• [TASK]
Compute how many lines in the entries below include the string "SourceKind". Only the number is wanted.

•••••

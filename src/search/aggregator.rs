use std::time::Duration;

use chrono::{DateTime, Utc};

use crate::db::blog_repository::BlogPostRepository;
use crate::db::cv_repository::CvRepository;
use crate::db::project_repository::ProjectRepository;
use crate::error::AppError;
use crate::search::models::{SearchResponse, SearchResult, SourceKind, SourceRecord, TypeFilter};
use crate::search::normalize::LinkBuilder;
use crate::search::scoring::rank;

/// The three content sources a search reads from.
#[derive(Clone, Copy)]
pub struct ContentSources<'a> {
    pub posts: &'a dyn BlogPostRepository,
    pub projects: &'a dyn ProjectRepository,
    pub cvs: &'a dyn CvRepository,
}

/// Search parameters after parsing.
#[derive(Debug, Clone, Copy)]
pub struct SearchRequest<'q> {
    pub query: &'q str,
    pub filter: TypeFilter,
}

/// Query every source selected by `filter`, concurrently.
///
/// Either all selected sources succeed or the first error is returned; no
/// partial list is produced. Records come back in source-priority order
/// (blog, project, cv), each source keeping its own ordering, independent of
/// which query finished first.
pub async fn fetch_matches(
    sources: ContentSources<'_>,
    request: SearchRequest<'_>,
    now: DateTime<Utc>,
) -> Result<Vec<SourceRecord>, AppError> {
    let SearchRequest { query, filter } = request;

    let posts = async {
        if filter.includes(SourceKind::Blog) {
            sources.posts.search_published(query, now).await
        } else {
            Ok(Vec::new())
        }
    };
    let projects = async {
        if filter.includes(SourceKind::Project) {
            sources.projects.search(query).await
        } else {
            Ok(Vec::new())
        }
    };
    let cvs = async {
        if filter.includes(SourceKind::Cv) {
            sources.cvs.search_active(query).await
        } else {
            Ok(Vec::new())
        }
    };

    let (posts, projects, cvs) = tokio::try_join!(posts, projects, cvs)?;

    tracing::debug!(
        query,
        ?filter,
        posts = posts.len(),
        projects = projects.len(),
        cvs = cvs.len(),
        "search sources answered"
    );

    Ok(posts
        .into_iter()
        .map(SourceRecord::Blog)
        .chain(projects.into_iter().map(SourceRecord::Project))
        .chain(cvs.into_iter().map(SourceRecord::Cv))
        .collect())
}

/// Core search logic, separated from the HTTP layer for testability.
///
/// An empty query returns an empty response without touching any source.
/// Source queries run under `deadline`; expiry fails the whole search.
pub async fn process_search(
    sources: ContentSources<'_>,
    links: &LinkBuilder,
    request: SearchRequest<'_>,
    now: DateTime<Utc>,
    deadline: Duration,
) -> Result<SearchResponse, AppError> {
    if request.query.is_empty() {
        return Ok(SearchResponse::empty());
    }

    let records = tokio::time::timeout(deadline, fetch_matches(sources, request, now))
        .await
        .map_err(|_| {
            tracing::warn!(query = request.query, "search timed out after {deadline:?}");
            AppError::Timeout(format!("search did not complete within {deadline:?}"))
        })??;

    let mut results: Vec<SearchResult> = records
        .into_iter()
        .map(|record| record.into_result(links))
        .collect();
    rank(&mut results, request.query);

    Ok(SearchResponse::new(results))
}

•••••

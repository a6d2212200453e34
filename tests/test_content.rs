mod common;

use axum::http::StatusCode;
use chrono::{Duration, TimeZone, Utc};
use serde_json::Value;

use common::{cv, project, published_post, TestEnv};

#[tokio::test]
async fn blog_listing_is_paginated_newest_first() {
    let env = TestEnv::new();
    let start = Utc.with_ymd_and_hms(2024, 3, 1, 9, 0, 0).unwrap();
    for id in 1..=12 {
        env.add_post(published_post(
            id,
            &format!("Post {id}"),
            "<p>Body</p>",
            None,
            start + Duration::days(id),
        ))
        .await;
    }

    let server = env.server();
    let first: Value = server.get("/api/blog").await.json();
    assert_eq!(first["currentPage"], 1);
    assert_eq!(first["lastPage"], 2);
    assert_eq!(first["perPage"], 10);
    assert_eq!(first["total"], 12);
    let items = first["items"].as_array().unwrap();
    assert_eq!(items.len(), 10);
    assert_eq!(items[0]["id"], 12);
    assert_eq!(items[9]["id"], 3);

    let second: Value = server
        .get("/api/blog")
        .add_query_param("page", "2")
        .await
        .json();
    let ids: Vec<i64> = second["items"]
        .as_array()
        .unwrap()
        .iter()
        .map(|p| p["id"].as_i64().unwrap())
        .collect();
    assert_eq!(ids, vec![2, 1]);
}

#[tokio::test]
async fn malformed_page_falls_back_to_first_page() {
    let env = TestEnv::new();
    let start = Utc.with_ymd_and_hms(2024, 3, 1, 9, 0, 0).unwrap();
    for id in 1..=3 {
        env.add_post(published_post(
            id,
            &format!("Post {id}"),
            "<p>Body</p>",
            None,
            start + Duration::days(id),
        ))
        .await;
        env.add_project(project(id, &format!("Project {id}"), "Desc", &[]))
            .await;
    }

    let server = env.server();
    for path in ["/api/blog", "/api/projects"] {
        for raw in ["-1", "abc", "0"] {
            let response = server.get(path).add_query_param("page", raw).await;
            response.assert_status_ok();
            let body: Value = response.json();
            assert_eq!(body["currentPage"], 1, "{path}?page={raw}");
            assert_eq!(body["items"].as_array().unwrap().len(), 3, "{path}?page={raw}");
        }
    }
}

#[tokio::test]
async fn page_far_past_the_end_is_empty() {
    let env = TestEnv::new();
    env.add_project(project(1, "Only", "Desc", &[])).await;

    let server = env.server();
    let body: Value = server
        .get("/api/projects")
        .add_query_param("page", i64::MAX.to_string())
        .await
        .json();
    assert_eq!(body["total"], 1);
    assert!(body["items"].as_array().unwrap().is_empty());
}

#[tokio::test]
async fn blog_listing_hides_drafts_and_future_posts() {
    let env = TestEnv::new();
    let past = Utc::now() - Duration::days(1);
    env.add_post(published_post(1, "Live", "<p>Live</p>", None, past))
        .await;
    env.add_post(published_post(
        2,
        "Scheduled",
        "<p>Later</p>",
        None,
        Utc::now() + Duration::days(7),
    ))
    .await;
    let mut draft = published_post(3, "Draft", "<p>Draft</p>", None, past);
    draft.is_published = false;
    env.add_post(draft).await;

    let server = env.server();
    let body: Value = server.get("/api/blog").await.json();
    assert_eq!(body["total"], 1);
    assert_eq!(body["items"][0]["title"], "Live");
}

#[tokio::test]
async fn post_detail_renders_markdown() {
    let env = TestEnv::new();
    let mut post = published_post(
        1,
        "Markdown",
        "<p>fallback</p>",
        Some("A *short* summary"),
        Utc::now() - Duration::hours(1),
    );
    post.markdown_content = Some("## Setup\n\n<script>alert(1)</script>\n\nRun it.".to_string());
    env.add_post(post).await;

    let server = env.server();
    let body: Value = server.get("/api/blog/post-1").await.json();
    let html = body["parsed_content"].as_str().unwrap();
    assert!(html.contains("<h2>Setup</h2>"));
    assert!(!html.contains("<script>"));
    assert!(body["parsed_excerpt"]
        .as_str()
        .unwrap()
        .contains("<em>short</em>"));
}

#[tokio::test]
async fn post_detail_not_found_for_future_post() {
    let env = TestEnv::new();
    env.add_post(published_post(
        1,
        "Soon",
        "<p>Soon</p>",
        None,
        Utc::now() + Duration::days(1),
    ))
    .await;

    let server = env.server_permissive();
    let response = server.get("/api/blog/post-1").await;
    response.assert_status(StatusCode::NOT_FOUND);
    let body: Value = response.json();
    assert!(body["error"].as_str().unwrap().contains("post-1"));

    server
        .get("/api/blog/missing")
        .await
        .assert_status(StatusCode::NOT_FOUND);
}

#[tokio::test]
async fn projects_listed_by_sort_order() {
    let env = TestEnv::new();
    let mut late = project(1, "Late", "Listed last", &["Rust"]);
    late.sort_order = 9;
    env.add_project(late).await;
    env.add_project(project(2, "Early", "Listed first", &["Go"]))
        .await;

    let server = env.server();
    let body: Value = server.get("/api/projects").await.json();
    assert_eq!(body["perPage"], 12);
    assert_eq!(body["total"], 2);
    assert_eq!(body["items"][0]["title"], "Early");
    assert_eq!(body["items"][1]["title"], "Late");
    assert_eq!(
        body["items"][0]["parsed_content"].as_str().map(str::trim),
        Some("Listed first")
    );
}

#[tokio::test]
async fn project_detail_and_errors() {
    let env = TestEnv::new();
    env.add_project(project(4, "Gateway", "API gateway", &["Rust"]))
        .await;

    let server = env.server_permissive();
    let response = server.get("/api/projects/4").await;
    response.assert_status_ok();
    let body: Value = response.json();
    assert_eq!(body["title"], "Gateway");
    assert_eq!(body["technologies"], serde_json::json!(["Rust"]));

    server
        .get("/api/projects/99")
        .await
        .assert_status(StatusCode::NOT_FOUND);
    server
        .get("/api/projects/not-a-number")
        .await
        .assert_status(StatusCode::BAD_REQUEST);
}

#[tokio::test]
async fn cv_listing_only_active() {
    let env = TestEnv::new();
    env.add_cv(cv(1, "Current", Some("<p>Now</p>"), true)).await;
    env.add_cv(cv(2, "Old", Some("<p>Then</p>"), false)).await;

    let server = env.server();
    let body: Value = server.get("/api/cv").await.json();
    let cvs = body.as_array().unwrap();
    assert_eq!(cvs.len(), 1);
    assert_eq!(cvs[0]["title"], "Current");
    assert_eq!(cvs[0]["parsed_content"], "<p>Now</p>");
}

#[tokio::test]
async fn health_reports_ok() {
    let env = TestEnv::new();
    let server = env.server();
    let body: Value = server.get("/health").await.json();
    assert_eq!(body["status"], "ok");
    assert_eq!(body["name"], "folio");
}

•••••

• [EXERCISE SOLUTION]
4